The economic cost of emergencies in Australia over the past decade averages $18.2 billion per year, and the real cost in terms of human suffering and environmental damage is larger. A key to minimising the cost and effects of emergencies, after all reasonable risk reduction measures have been taken, is effective emergency planning.
Emergency planning plays an important role in the development of Australia’s disaster resilience capability. The Emergency Planning Handbook reflects changes in the field of disaster risk reduction, emergency management and more broadly in society since the publication of the previous Emergency Planning Manual (2004).
The handbook contextualises key messages for emergency planning as considered in the National Strategy for Disaster Resilience (COAG 2011), National Disaster Risk Reduction Framework (Australian Government Department of Home Affairs 2018), Profiling Australia’s Vulnerability (Australian Government Department of Home Affairs 2018), the Australian Disaster Preparedness Framework (Australian Government Department of Home Affairs, 2018) and the Sendai Framework for Disaster Risk Reduction 2015-2030 (United Nations Office for Disaster Risk Reduction 2015).

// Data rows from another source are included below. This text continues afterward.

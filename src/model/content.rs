//! Content pane data: catalog tracks and per-view load state

use serde::{Deserialize, Serialize};

use super::types::View;

/// A playable catalog record. Immutable once fetched.
#[derive(Clone, Debug, PartialEq, Serialize, Deserialize)]
#[serde(rename_all = "camelCase")]
pub struct Track {
    /// Row key within `source`
    pub id: String,
    /// Catalog track the row refers to, when it differs from the row key
    #[serde(default)]
    pub track_id: Option<String>,
    /// Table the row was read from
    #[serde(default)]
    pub source: String,
    pub title: String,
    pub artist: String,
    pub album: String,
    #[serde(default)]
    pub album_art: Option<String>,
    /// Seconds
    pub duration: u32,
}

impl Track {
    /// Id of the underlying catalog track
    pub fn catalog_id(&self) -> &str {
        self.track_id.as_deref().unwrap_or(&self.id)
    }

    /// Row keys are only unique per table, so identity is `(source, id)`
    pub fn is_same_entry(&self, other: &Track) -> bool {
        self.source == other.source && self.id == other.id
    }

    pub fn matches(&self, query_lower: &str) -> bool {
        self.title.to_lowercase().contains(query_lower)
            || self.artist.to_lowercase().contains(query_lower)
            || self.album.to_lowercase().contains(query_lower)
    }
}

/// The three home feeds
#[derive(Clone, Copy, Debug, PartialEq, Eq, Hash)]
pub enum CatalogSection {
    RecentlyPlayed,
    MadeForYou,
    PopularAlbums,
}

impl CatalogSection {
    pub const ALL: [CatalogSection; 3] = [
        CatalogSection::RecentlyPlayed,
        CatalogSection::MadeForYou,
        CatalogSection::PopularAlbums,
    ];

    pub fn title(self) -> &'static str {
        match self {
            CatalogSection::RecentlyPlayed => "Recently played",
            CatalogSection::MadeForYou => "Made for you",
            CatalogSection::PopularAlbums => "Popular albums",
        }
    }

    /// Resource name used for cache keys and logs
    pub fn resource(self) -> &'static str {
        match self {
            CatalogSection::RecentlyPlayed => "recently-played",
            CatalogSection::MadeForYou => "made-for-you",
            CatalogSection::PopularAlbums => "popular-albums",
        }
    }

    fn index(self) -> usize {
        match self {
            CatalogSection::RecentlyPlayed => 0,
            CatalogSection::MadeForYou => 1,
            CatalogSection::PopularAlbums => 2,
        }
    }

    pub fn next(self) -> Self {
        Self::ALL[(self.index() + 1) % Self::ALL.len()]
    }

    pub fn prev(self) -> Self {
        Self::ALL[(self.index() + Self::ALL.len() - 1) % Self::ALL.len()]
    }
}

/// Load state of one track list
#[derive(Clone, Debug, PartialEq, Default)]
pub enum Loadable {
    #[default]
    Loading,
    Loaded {
        tracks: Vec<Track>,
        /// Set when served from cache after a failed fetch
        stale_error: Option<String>,
    },
    Failed(String),
}

impl Loadable {
    pub fn tracks(&self) -> &[Track] {
        match self {
            Loadable::Loaded { tracks, .. } => tracks,
            _ => &[],
        }
    }
}

/// Track list with a cursor
#[derive(Clone, Debug, Default, PartialEq)]
pub struct TrackList {
    pub data: Loadable,
    pub selected: usize,
}

impl TrackList {
    pub fn set(&mut self, data: Loadable) {
        let len = data.tracks().len();
        self.data = data;
        self.selected = self.selected.min(len.saturating_sub(1));
    }

    pub fn move_up(&mut self) {
        self.selected = self.selected.saturating_sub(1);
    }

    pub fn move_down(&mut self) {
        if self.selected < self.data.tracks().len().saturating_sub(1) {
            self.selected += 1;
        }
    }

    pub fn selected_track(&self) -> Option<&Track> {
        self.data.tracks().get(self.selected)
    }
}

/// Home page: three feeds, one of them focused
#[derive(Clone, Debug, PartialEq)]
pub struct HomeContent {
    pub recently_played: TrackList,
    pub made_for_you: TrackList,
    pub popular_albums: TrackList,
    pub focused: CatalogSection,
}

impl Default for HomeContent {
    fn default() -> Self {
        Self {
            recently_played: TrackList::default(),
            made_for_you: TrackList::default(),
            popular_albums: TrackList::default(),
            focused: CatalogSection::RecentlyPlayed,
        }
    }
}

impl HomeContent {
    pub fn section(&self, section: CatalogSection) -> &TrackList {
        match section {
            CatalogSection::RecentlyPlayed => &self.recently_played,
            CatalogSection::MadeForYou => &self.made_for_you,
            CatalogSection::PopularAlbums => &self.popular_albums,
        }
    }

    pub fn section_mut(&mut self, section: CatalogSection) -> &mut TrackList {
        match section {
            CatalogSection::RecentlyPlayed => &mut self.recently_played,
            CatalogSection::MadeForYou => &mut self.made_for_you,
            CatalogSection::PopularAlbums => &mut self.popular_albums,
        }
    }
}

/// State for the main content area, kept per view so back/forward is instant
#[derive(Clone, Debug, Default)]
pub struct ContentState {
    pub home: HomeContent,
    pub library: TrackList,
    pub search: TrackList,
    /// Tracks of the most recently opened playlist
    pub playlist: Option<(String, TrackList)>,
}

impl ContentState {
    /// Every track loaded in the home feeds and the library, in display order.
    /// A row shown in both places appears once.
    pub fn known_tracks(&self) -> Vec<Track> {
        let mut seen = std::collections::HashSet::new();
        CatalogSection::ALL
            .iter()
            .flat_map(|s| self.home.section(*s).data.tracks().iter())
            .chain(self.library.data.tracks().iter())
            .filter(|t| seen.insert((t.source.clone(), t.id.clone())))
            .cloned()
            .collect()
    }

    pub fn run_search(&mut self, query: &str) {
        let query_lower = query.trim().to_lowercase();
        let tracks = if query_lower.is_empty() {
            Vec::new()
        } else {
            self.known_tracks()
                .into_iter()
                .filter(|t| t.matches(&query_lower))
                .collect()
        };
        self.search.selected = 0;
        self.search.set(Loadable::Loaded { tracks, stale_error: None });
    }

    /// The list the cursor acts on for `view`
    pub fn active_list_mut(&mut self, view: &View) -> Option<&mut TrackList> {
        match view {
            View::Home => {
                let focused = self.home.focused;
                Some(self.home.section_mut(focused))
            }
            View::Search => Some(&mut self.search),
            View::Library => Some(&mut self.library),
            View::Playlist(id) => match &mut self.playlist {
                Some((loaded_id, list)) if loaded_id == id => Some(list),
                _ => None,
            },
        }
    }

    pub fn active_list(&self, view: &View) -> Option<&TrackList> {
        match view {
            View::Home => Some(self.home.section(self.home.focused)),
            View::Search => Some(&self.search),
            View::Library => Some(&self.library),
            View::Playlist(id) => match &self.playlist {
                Some((loaded_id, list)) if loaded_id == id => Some(list),
                _ => None,
            },
        }
    }
}

#[cfg(test)]
mod tests {
    use super::*;

    fn track(id: &str, title: &str, artist: &str) -> Track {
        row("recently_played", id, title, artist)
    }

    fn row(source: &str, id: &str, title: &str, artist: &str) -> Track {
        Track {
            id: id.to_string(),
            track_id: None,
            source: source.to_string(),
            title: title.to_string(),
            artist: artist.to_string(),
            album: "Album".to_string(),
            album_art: None,
            duration: 120,
        }
    }

    fn loaded(tracks: Vec<Track>) -> Loadable {
        Loadable::Loaded { tracks, stale_error: None }
    }

    #[test]
    fn track_json_uses_api_field_names() {
        let json = r#"{"id":"t1","title":"Song","artist":"A","album":"B","albumArt":"x.jpg","duration":200}"#;
        let track: Track = serde_json::from_str(json).unwrap();
        assert_eq!(track.album_art.as_deref(), Some("x.jpg"));
        assert_eq!(track.duration, 200);

        let back = serde_json::to_value(&track).unwrap();
        assert!(back.get("albumArt").is_some());
    }

    #[test]
    fn selection_stays_in_bounds_when_data_shrinks() {
        let mut list = TrackList::default();
        list.set(loaded(vec![track("1", "a", "x"), track("2", "b", "x"), track("3", "c", "x")]));
        list.move_down();
        list.move_down();
        list.move_down();
        assert_eq!(list.selected, 2);

        list.set(loaded(vec![track("1", "a", "x")]));
        assert_eq!(list.selected, 0);
        list.move_up();
        assert_eq!(list.selected, 0);
    }

    #[test]
    fn search_keeps_rows_from_different_tables_apart() {
        let mut content = ContentState::default();
        content.home.recently_played.set(loaded(vec![track("1", "Blue Sky", "Nova")]));
        content.home.made_for_you.set(loaded(vec![row("made_for_you", "1", "Red", "Sky Walkers")]));
        content.library.set(loaded(vec![track("1", "Blue Sky", "Nova"), track("3", "Green", "Moss")]));

        content.run_search("red");
        let titles: Vec<_> = content.search.data.tracks().iter().map(|t| t.title.as_str()).collect();
        assert_eq!(titles, vec!["Red"]);

        // The recently played row is shown on home and in the library but listed once
        content.run_search("SKY");
        let titles: Vec<_> = content.search.data.tracks().iter().map(|t| t.title.as_str()).collect();
        assert_eq!(titles, vec!["Blue Sky", "Red"]);

        content.run_search("   ");
        assert!(content.search.data.tracks().is_empty());
    }

    #[test]
    fn open_playlist_is_not_searched() {
        let mut content = ContentState::default();
        let mut list = TrackList::default();
        list.set(loaded(vec![row("playlist_tracks", "5", "Red", "Moss")]));
        content.playlist = Some(("7".to_string(), list));

        content.run_search("red");
        assert!(content.search.data.tracks().is_empty());
    }

    #[test]
    fn entry_identity_includes_the_source_table() {
        let recent = track("1", "Blue", "Nova");
        let picked = row("made_for_you", "1", "Red", "Nova");
        assert!(!recent.is_same_entry(&picked));
        assert!(recent.is_same_entry(&track("1", "Blue", "Nova")));

        let replay = Track { track_id: Some("t-42".into()), ..recent };
        assert_eq!(replay.catalog_id(), "t-42");
        assert_eq!(picked.catalog_id(), "1");
    }

    #[test]
    fn playlist_list_only_matches_its_own_id() {
        let mut content = ContentState::default();
        content.playlist = Some(("7".to_string(), TrackList::default()));
        assert!(content.active_list(&View::Playlist("7".into())).is_some());
        assert!(content.active_list(&View::Playlist("8".into())).is_none());
    }

    #[test]
    fn sections_cycle() {
        let s = CatalogSection::RecentlyPlayed;
        assert_eq!(s.next().next().next(), s);
        assert_eq!(s.prev(), CatalogSection::PopularAlbums);
    }
}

The handbook provides nationally agreed principles for good practice in emergency planning and draws on and complements current practices. The handbook introduces the strategic context and importance of emergency planning, the emergency planning process, the potential elements of an emergency plan, the actions needed to implement the plan and to monitoring and evaluation.
Additionally, it introduces the application of a project management approach to the development of an emergency plan and recognises the need to plan for uncertainty. The approach in the handbook can be applied to developing emergency plans for all hazards and may cover all the phases of prevention, preparedness, response, and recovery.